Cube call a volume polygon with six sides of the correct form - the correct hexahedron. The quantity of the correct sides defines a form of each of them are squares. It is, perhaps, the most convenient of many-sided figures in terms of determination of its geometrical properties in the three-dimensional system of coordinates habitual to us. All its parameters can be calculated, knowing only length of one edge.
Instruction
1. If you have certain physical object in the form of a cube, then for calculation of its volume measure length of any side, and then use the algorithm described in the following step. If such measurement is impossible, then it is possible, for example, to try to determine the volume of the forced-out water, having placed in it this cubic object. If it is possible to find out amount of the forced-out water in liters, then the result can be transferred to cubic decimeters - one liter in the SI system is equated to one cubic decimeter.

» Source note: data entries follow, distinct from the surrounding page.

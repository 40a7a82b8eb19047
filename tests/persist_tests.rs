use tempfile::tempdir;

use concentra::{PrefStore, RgbaColor, ThemeStore, FORMAT_VERSION};

#[test]
fn pref_store_round_trip() {
    let dir = tempdir().expect("tempdir");
    let path = dir.path().join("prefs.json");

    let mut prefs = PrefStore::open(&path).expect("open");
    assert!(!prefs.contains("answer"));
    prefs.set("answer", &42u32).expect("set");
    prefs.save().expect("save");

    let reopened = PrefStore::open(&path).expect("reopen");
    assert_eq!(reopened.get::<u32>("answer").expect("get"), Some(42));
}

#[test]
fn unsaved_mutations_stay_in_memory() {
    let dir = tempdir().expect("tempdir");
    let path = dir.path().join("prefs.json");

    let mut prefs = PrefStore::open(&path).expect("open");
    prefs.set("answer", &42u32).expect("set");
    assert!(!path.exists(), "nothing hits the disk before save()");

    let reopened = PrefStore::open(&path).expect("reopen");
    assert_eq!(reopened.get::<u32>("answer").expect("get"), None);
}

#[test]
fn catalog_round_trip() {
    let dir = tempdir().expect("tempdir");
    let path = dir.path().join("prefs.json");

    let mut store = ThemeStore::new("default");
    store.insert(
        "Custom",
        vec!["x".to_string(), "y".to_string(), "z".to_string()],
        3,
        RgbaColor::opaque(1.0, 2.0, 3.0),
    );

    let mut prefs = PrefStore::open(&path).expect("open");
    store.save_to(&mut prefs).expect("encode");
    prefs.save().expect("save");

    let reopened = PrefStore::open(&path).expect("reopen");
    let loaded = ThemeStore::load_from(&reopened, "default")
        .expect("load")
        .expect("stored catalog");
    assert_eq!(loaded, store);

    // Ids assigned after a reload continue where the snapshot left off.
    let mut loaded = loaded;
    let id = loaded.insert(
        "Later",
        vec!["p".to_string(), "q".to_string()],
        2,
        RgbaColor::opaque(0.0, 0.0, 0.0),
    );
    assert_eq!(id.0, 8);
}

#[test]
fn missing_catalog_loads_as_none_and_defaults_seed() {
    let dir = tempdir().expect("tempdir");
    let path = dir.path().join("prefs.json");

    let prefs = PrefStore::open(&path).expect("open");
    assert!(ThemeStore::load_from(&prefs, "default")
        .expect("load")
        .is_none());

    let store = ThemeStore::load_or_default(&prefs, "default").expect("load_or_default");
    assert_eq!(store.len(), 6);
    assert!(!path.exists(), "load_or_default never writes");
}

#[test]
fn version_mismatch_is_an_error() {
    let dir = tempdir().expect("tempdir");
    let path = dir.path().join("prefs.json");

    let mut prefs = PrefStore::open(&path).expect("open");
    prefs
        .set(
            &ThemeStore::store_key("bad"),
            &serde_json::json!({
                "version": FORMAT_VERSION + 1,
                "name": "bad",
                "next_id": 1,
                "themes": [],
            }),
        )
        .expect("set");

    assert!(ThemeStore::load_from(&prefs, "bad").is_err());
}

#[test]
fn removed_keys_disappear_after_save() {
    let dir = tempdir().expect("tempdir");
    let path = dir.path().join("prefs.json");

    let mut prefs = PrefStore::open(&path).expect("open");
    prefs.set("a", &1u8).expect("set");
    prefs.set("b", &2u8).expect("set");
    prefs.save().expect("save");

    assert!(prefs.remove("a"));
    assert!(!prefs.remove("a"));
    prefs.save().expect("save");

    let reopened = PrefStore::open(&path).expect("reopen");
    assert_eq!(reopened.get::<u8>("a").expect("get"), None);
    assert_eq!(reopened.get::<u8>("b").expect("get"), Some(2));
    assert_eq!(reopened.keys().collect::<Vec<_>>(), vec!["b"]);
}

2. You build the known value of length of an edge of a cube, that is length of the party of the square making any of its sides in the third degree. Practical calculations can be made on any calculator or by means of the Google search engine. If in the field of a search query to enter, for example, "3.14 cubed", then the searcher at once (without pressing of the button) will show result.
3. If only cube diagonal length is known, then it is quite enough for calculation of its volume too. Diagonal of the correct octahedron call the piece connecting two of its tops, opposite concerning the center. Length of such diagonal through Pythagorean theorem can be expressed as the cube edge length divided into a root from three. From this follows that for finding of volume of a cube it is necessary to divide its diagonal into a root from three and to cube result.
4. It is similarly possible to calculate cube volume, knowing only length of diagonal of its side. From the same Pythagorean theorem follows that length of an edge of a cube is equal to the diagonal of the side divided into a root from two. Volume in this case can be calculated, having divided the known length of diagonal of an edge into a root from two and having cubed result.
5. Do not forget about dimension of the received result - if you calculate volume proceeding from the known sizes in centimeters, then the result will be received in cubic centimeters. One decimeter contains ten centimeters, and one cubic decimeter (liter) - one thousand (ten cubed) cubic centimeters. Respectively, for transfer of result to cubic decimeters it is necessary to divide the received value in centimeters into one thousand.